HOW TO COMPLETE THIS TASK:
For the entries that follow, restate word for word the line containing "async fn forward(&self, location: &Location)", the line containing "if let Some(hit) = cache.forward(location)", and every line that lies between them.

MATERIAL FOR THIS TASK:
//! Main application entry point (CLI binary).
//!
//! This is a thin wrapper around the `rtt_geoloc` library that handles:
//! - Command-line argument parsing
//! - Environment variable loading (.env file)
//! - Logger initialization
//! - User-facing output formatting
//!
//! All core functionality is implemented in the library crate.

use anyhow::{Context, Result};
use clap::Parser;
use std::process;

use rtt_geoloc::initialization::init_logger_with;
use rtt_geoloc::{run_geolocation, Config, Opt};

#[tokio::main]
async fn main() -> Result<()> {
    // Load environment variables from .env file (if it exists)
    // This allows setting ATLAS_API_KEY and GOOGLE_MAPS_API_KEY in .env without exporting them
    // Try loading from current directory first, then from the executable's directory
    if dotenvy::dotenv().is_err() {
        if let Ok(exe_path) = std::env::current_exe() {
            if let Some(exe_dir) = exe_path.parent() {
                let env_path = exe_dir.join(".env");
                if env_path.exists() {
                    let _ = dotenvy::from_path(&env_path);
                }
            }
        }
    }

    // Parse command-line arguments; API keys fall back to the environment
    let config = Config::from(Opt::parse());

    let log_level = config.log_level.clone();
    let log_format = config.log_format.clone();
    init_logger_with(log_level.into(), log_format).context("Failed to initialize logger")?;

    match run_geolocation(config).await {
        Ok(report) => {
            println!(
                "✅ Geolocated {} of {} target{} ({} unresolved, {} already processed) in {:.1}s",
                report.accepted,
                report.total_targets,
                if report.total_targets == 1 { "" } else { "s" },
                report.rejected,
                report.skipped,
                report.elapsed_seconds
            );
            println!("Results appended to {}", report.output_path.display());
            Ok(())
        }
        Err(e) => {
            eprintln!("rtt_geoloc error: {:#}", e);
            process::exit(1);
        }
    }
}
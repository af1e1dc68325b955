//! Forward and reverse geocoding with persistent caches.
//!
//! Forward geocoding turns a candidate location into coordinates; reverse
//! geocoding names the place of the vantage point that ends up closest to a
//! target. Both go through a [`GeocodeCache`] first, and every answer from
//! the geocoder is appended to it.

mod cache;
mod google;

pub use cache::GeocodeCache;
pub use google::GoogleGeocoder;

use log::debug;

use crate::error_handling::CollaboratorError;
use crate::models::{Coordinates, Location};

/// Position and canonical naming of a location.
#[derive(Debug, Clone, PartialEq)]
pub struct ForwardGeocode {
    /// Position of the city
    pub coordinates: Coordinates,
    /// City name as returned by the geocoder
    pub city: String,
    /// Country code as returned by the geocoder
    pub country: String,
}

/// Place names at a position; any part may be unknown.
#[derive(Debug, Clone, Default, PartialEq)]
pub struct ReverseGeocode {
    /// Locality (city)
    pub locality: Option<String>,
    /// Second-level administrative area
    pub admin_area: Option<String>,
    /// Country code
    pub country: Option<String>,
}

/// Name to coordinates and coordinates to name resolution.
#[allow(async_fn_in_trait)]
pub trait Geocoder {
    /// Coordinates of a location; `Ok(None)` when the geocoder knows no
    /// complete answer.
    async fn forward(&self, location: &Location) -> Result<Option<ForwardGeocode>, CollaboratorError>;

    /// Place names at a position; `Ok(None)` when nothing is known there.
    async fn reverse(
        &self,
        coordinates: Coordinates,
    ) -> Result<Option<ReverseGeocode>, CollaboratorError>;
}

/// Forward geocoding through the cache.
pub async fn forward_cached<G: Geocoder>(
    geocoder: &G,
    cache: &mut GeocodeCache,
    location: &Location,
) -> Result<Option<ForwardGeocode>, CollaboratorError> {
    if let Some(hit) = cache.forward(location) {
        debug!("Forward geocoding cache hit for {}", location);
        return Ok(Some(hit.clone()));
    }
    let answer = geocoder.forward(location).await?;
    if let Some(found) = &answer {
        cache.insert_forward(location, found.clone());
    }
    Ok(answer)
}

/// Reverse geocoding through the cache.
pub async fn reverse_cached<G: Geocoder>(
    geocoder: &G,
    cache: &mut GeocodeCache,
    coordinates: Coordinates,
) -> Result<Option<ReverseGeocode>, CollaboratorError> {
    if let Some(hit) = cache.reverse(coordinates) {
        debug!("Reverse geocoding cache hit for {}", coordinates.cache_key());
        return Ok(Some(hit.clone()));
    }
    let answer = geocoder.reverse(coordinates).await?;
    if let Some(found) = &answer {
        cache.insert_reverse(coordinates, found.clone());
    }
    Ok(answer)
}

TASK OUTPUT:
    async fn forward(&self, location: &Location) -> Result<Option<ForwardGeocode>, CollaboratorError>;

    /// Place names at a position; `Ok(None)` when nothing is known there.
    async fn reverse(
        &self,
        coordinates: Coordinates,
    ) -> Result<Option<ReverseGeocode>, CollaboratorError>;
}

/// Forward geocoding through the cache.
pub async fn forward_cached<G: Geocoder>(
    geocoder: &G,
    cache: &mut GeocodeCache,
    location: &Location,
) -> Result<Option<ForwardGeocode>, CollaboratorError> {
    if let Some(hit) = cache.forward(location) {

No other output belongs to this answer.